*** Provided information ***

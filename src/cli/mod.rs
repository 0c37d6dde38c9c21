pub mod commands;
pub mod handlers;
pub mod output;

pub use commands::{CliArgs, Commands, ConfigArgs, FingerprintArgs, PolicyArgs, ResolveArgs};
pub use output::{OutputFormat, OutputFormatter};
//! Output model of a sync pass

pub mod schema;

pub use schema::{ProjectModel, SyncReport};
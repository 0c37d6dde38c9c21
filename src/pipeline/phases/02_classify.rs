use crate::pipeline::context::SyncContext;
use crate::pipeline::phase_trait::SyncPhase;
use crate::progress::ProgressEvent;
use crate::project::classify;
use anyhow::Result;
use tracing::debug;

pub struct ClassifyPhase;

impl SyncPhase for ClassifyPhase {
    fn name(&self) -> &'static str {
        "ClassifyPhase"
    }

    fn execute(&self, context: &mut SyncContext) -> Result<()> {
        let mut unrecognized = Vec::new();

        for project in &context.projects {
            let classification = classify(project);
            match classification.kind {
                Some(kind) => debug!(project = %project.path, kind = %kind, "Classified project"),
                None => unrecognized.push(ProgressEvent::KindUnrecognized {
                    project: project.path.to_string(),
                    markers: project.plugins.iter().map(|p| p.id().to_string()).collect(),
                }),
            }
            context
                .classifications
                .insert(project.path.clone(), classification);
        }

        for event in unrecognized {
            context.emit(event);
        }
        Ok(())
    }
}
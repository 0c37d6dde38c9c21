//! Command handlers. Each returns the process exit code.

use super::commands::{ConfigArgs, FingerprintArgs, PolicyArgs, PolicyOptions, ResolveArgs};
use super::output::{OutputFormat, OutputFormatter};
use crate::config::WtpgenConfig;
use crate::output::schema::SyncReport;
use crate::pipeline::SyncOrchestrator;
use crate::progress::LoggingHandler;
use crate::project::WorkspaceInput;
use anyhow::{Context, Result};
use std::path::Path;
use std::sync::Arc;
use tracing::{debug, error, Level};

pub const EXIT_SUCCESS: i32 = 0;
pub const EXIT_FATAL: i32 = 1;
pub const EXIT_PROJECT_FAILED: i32 = 2;

/// Environment configuration with command-line overrides applied. `log_level`
/// is the level logging was initialized with, so a bad `WTPGEN_LOG_LEVEL`
/// already overridden (or defaulted) there does not fail validation.
pub fn load_config(options: &PolicyOptions, log_level: Level) -> Result<WtpgenConfig> {
    let mut config = WtpgenConfig::default();
    config.log_level = log_level.to_string().to_lowercase();
    if let Some(policy) = options.policy {
        config.policy = policy;
        config.policy_file = None;
    }
    if let Some(file) = &options.policy_file {
        config.policy_file = Some(file.clone());
    }
    config.validate()?;
    debug!("{}", config);
    Ok(config)
}

async fn run_sync(config: &WtpgenConfig, input: &Path, parallel: bool) -> Result<SyncReport> {
    let workspace = WorkspaceInput::load(input)?;
    let orchestrator =
        SyncOrchestrator::from_config(config)?.with_progress_handler(Arc::new(LoggingHandler));

    if parallel || config.parallel {
        orchestrator.execute_parallel(workspace).await
    } else {
        orchestrator.execute(workspace)
    }
}

fn report_exit_code(report: &SyncReport) -> i32 {
    if report.is_complete() {
        EXIT_SUCCESS
    } else {
        EXIT_PROJECT_FAILED
    }
}

fn fatal(e: anyhow::Error) -> i32 {
    error!("{:#}", e);
    eprintln!("Error: {:#}", e);
    EXIT_FATAL
}

pub async fn handle_resolve(args: &ResolveArgs, log_level: Level) -> i32 {
    match resolve(args, log_level).await {
        Ok(code) => code,
        Err(e) => fatal(e),
    }
}

async fn resolve(args: &ResolveArgs, log_level: Level) -> Result<i32> {
    let config = load_config(&args.policy, log_level)?;
    let report = run_sync(&config, &args.input, args.parallel).await?;
    let formatter = OutputFormatter::new(args.format.into());

    let Some(project) = &args.project else {
        println!("{}", formatter.format_report(&report)?);
        return Ok(report_exit_code(&report));
    };

    if let Some(model) = report.model(project) {
        println!("{}", formatter.format_model(model)?);
        return Ok(EXIT_SUCCESS);
    }
    match report.failure(project) {
        Some(failure) => {
            eprintln!("Error: {}", failure);
            Ok(EXIT_PROJECT_FAILED)
        }
        None => anyhow::bail!("Project {} is not part of the workspace", project),
    }
}

pub async fn handle_fingerprint(args: &FingerprintArgs, log_level: Level) -> i32 {
    let result = async {
        let config = load_config(&args.policy, log_level)?;
        let report = run_sync(&config, &args.input, false).await?;
        let fingerprint = report
            .fingerprint()
            .context("Failed to compute model fingerprint")?;
        println!("{}", fingerprint);
        Ok::<_, anyhow::Error>(report_exit_code(&report))
    }
    .await;

    result.unwrap_or_else(fatal)
}

pub fn handle_policy(args: &PolicyArgs, log_level: Level) -> i32 {
    let result = load_config(&args.policy, log_level).and_then(|config| {
        let table = config.load_policy()?;
        let format: OutputFormat = args.format.into();
        println!("{}", OutputFormatter::new(format).format_policy(&table)?);
        Ok(EXIT_SUCCESS)
    });

    result.unwrap_or_else(fatal)
}

pub fn handle_config(args: &ConfigArgs, log_level: Level) -> i32 {
    let result = load_config(&args.policy, log_level).and_then(|config| {
        let formatter = OutputFormatter::new(args.format.into());
        println!("{}", formatter.format_config(&config)?);
        Ok(EXIT_SUCCESS)
    });

    result.unwrap_or_else(fatal)
}

#[cfg(test)]
mod tests {
    use super::*;
    use crate::config::PolicyChoice;
    use serial_test::serial;
    use std::path::PathBuf;

    #[test]
    #[serial]
    fn test_policy_option_overrides_file() {
        std::env::set_var("WTPGEN_POLICY_FILE", "/tmp/policy.toml");
        let config = load_config(
            &PolicyOptions {
                policy: Some(PolicyChoice::Corrected),
                policy_file: None,
            },
            Level::INFO,
        );
        std::env::remove_var("WTPGEN_POLICY_FILE");

        let config = config.unwrap();
        assert_eq!(config.policy, PolicyChoice::Corrected);
        assert_eq!(config.policy_file, None);
    }

    #[test]
    #[serial]
    fn test_policy_file_option() {
        let config = load_config(
            &PolicyOptions {
                policy: None,
                policy_file: Some(PathBuf::from("custom.toml")),
            },
            Level::INFO,
        )
        .unwrap();
        assert_eq!(config.policy_file, Some(PathBuf::from("custom.toml")));
    }

    #[test]
    #[serial]
    fn test_effective_log_level_replaces_invalid_env_level() {
        std::env::set_var("WTPGEN_LOG_LEVEL", "chatty");
        let config = load_config(&PolicyOptions::default(), Level::DEBUG);
        std::env::remove_var("WTPGEN_LOG_LEVEL");

        let config = config.unwrap();
        assert_eq!(config.log_level, "debug");
    }

    #[test]
    fn test_report_exit_code() {
        let mut report = SyncReport::default();
        assert_eq!(report_exit_code(&report), EXIT_SUCCESS);

        report.failures.insert(
            crate::project::ProjectId::new(":lib"),
            crate::error::ProjectError::UnresolvedDependency {
                project: crate::project::ProjectId::new(":lib"),
                selector: "x:y:1".to_string(),
                reason: None,
            },
        );
        assert_eq!(report_exit_code(&report), EXIT_PROJECT_FAILED);
    }
}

*** End of Provided information ***

Task to carry out -> Look through the data above. Find each line with the string "None" and copy it.

Answer for the task ->
                None => unrecognized.push(ProgressEvent::KindUnrecognized {
        config.policy_file = None;
        None => anyhow::bail!("Project {} is not part of the workspace", project),
                policy_file: None,
        assert_eq!(config.policy_file, None);
                policy: None,
                reason: None,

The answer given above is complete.